Novel devices employ unique physical principles that enable broad advances in technology and industry. They often represent fundamental scientific and technological building blocks that require significant integration with other advanced technologies to provide commercial value. Examples of previous innovations in the device field include: the transistor, the thermocouple and Light Emitting Devices (LED).
The Nanotechnology, Advanced Materials and Manufacturing (NM) topic addresses innovations and development of new materials, devices, machines, structures and manufacturing processes for the advancement of the competitive nature and state of the art for U.S. industry.
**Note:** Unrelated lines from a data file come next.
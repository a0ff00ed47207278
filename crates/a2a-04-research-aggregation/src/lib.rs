//! # Research Aggregation Service
//!
//! The `research-aggregation` collaborator (default port 8003). Owns research
//! sessions: results and insights accumulate per session until a report is
//! generated from a snapshot.
//!
//! | Surface | Entry |
//! |---|---|
//! | HTTP | `GET /health`, `POST /session`, `POST /aggregate`, `POST /report`, `GET /sessions`, `GET /sessions/:id` |
//! | Envelope | `start_web_research_session`, `aggregate_web_results`, `generate_web_report` → `web_report_ready` |

#![cfg_attr(test, allow(clippy::unwrap_used))]

pub mod adapters;
pub mod domain;
pub mod ipc;
pub mod service;

pub use adapters::router;
pub use domain::{AggregationError, ResearchSession};
pub use ipc::register_handlers;
pub use service::AggregationService;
NM includes materials and manufacturing technologies such as electronic materials and processes, high-temperature materials, structural materials, coatings, composites, nanomanufacturing, printing, patterning and lithography, machining, casting, joining, additive manufacturing, self-assembly, and other related research areas. The NM program seeks to support high-risk, high-payoff innovative technologies with the potential for significant impact on business, consumers, and society, thereby catalyzing new business opportunities for small businesses in today's global marketplace. NSF is committed to supporting scientific discoveries to benefit society and to emphasize private sector commercialization. Novel technologies aimed at achieving increased performance, reduced cost, and/or new functions or applications are of great interest.
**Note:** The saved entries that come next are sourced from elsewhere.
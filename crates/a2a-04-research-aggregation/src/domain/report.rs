//! Report generation.
//!
//! ## Source categories
//!
//! First matching rule wins:
//!
//! | Category | Rule |
//! |---|---|
//! | academic | url or source mentions nature, science, ieee, arxiv, pubmed or scholar |
//! | government | url contains `.gov`, or source mentions nist |
//! | commercial | url contains `.com` or `.org` |
//! | news | source mentions news, times, post or journal |
//! | other | anything else |

use crate::domain::ResearchSession;
use chrono::{DateTime, Utc};
use shared_types::{url_host, ResearchReport, SearchResult, SourceCategories};
use std::collections::HashMap;

pub const MAX_TOP_DOMAINS: usize = 5;

pub const KEY_FINDINGS: [&str; 3] = ["Analysis completed", "Sources reviewed", "Insights extracted"];

const ACADEMIC_TERMS: [&str; 6] = ["nature", "science", "ieee", "arxiv", "pubmed", "scholar"];
const NEWS_TERMS: [&str; 4] = ["news", "times", "post", "journal"];

pub fn categorize(results: &[SearchResult]) -> SourceCategories {
    let mut categories = SourceCategories::default();
    for result in results {
        let url = result.url.to_lowercase();
        let source = result.source.to_lowercase();
        if ACADEMIC_TERMS
            .iter()
            .any(|t| url.contains(t) || source.contains(t))
        {
            categories.academic += 1;
        } else if url.contains(".gov") || source.contains("nist") {
            categories.government += 1;
        } else if url.contains(".com") || url.contains(".org") {
            categories.commercial += 1;
        } else if NEWS_TERMS.iter().any(|t| source.contains(t)) {
            categories.news += 1;
        } else {
            categories.other += 1;
        }
    }
    categories
}

pub fn coverage(total_sources: usize) -> &'static str {
    match total_sources {
        n if n >= 10 => "Comprehensive",
        n if n >= 5 => "Moderate",
        _ => "Limited",
    }
}

/// `"{minutes}m {seconds}s"`; negative spans read as zero.
pub fn format_duration(started_at: DateTime<Utc>, now: DateTime<Utc>) -> String {
    let total = (now - started_at).num_seconds().max(0);
    format!("{}m {}s", total / 60, total % 60)
}

pub fn average_relevance(results: &[SearchResult]) -> f64 {
    if results.is_empty() {
        return 0.0;
    }
    results.iter().map(|r| r.relevance_score).sum::<f64>() / results.len() as f64
}

/// Distinct hosts, most results first, ties in first-seen order.
/// Returns the unique host count alongside the top [`MAX_TOP_DOMAINS`].
pub fn top_domains(results: &[SearchResult]) -> (usize, Vec<String>) {
    let mut order: Vec<&str> = Vec::new();
    let mut counts: HashMap<&str, usize> = HashMap::new();
    for result in results.iter().filter(|r| !r.url.is_empty()) {
        let host = url_host(&result.url);
        let count = counts.entry(host).or_insert(0);
        if *count == 0 {
            order.push(host);
        }
        *count += 1;
    }

    let unique = order.len();
    // Stable sort keeps first-seen order among equal counts.
    order.sort_by(|a, b| counts[b].cmp(&counts[a]));
    (
        unique,
        order
            .into_iter()
            .take(MAX_TOP_DOMAINS)
            .map(str::to_string)
            .collect(),
    )
}

pub fn build_report(session: &ResearchSession, now: DateTime<Utc>) -> ResearchReport {
    let results = &session.search_results;
    let (unique_domains, top) = top_domains(results);
    ResearchReport {
        session_id: session.session_id.clone(),
        topic: session.topic.clone(),
        generated_at: now,
        total_sources: results.len(),
        unique_domains,
        top_domains: top,
        average_relevance: average_relevance(results),
        source_types: categorize(results),
        research_coverage: coverage(results.len()).to_string(),
        session_duration: format_duration(session.started_at, now),
        total_insights: session.insights.len(),
        executive_summary: format!(
            "Basic research report on {} analyzing {} sources.",
            session.topic,
            results.len()
        ),
        key_findings: KEY_FINDINGS.iter().map(|s| s.to_string()).collect(),
    }
}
The Nanotechnology subtopic addresses the creation and use of functional materials, devices, and systems with novel properties and functions that are achieved through the control of matter at a submicroscopic scale (from a fraction of nanometer to about 100 nm). Proposals should be market-driven and identify the end users of the proposed technology, and the proposed pathway to commercialization.
The Advanced Materials subtopic addresses the research and development of new materials and systems that have the potential for revolutionary changes and paradigm shifts in U.S. industry. Proposals should be market-driven and identify the end users of the proposed technology, and the proposed pathway to commercialization.
The manufacturing subtopic addresses manufacturing innovations that improve the efficiency and competitiveness of the nation's manufacturing sector. Proposals should be market-driven and identify the end users of the proposed technology, and the proposed pathway to commercialization.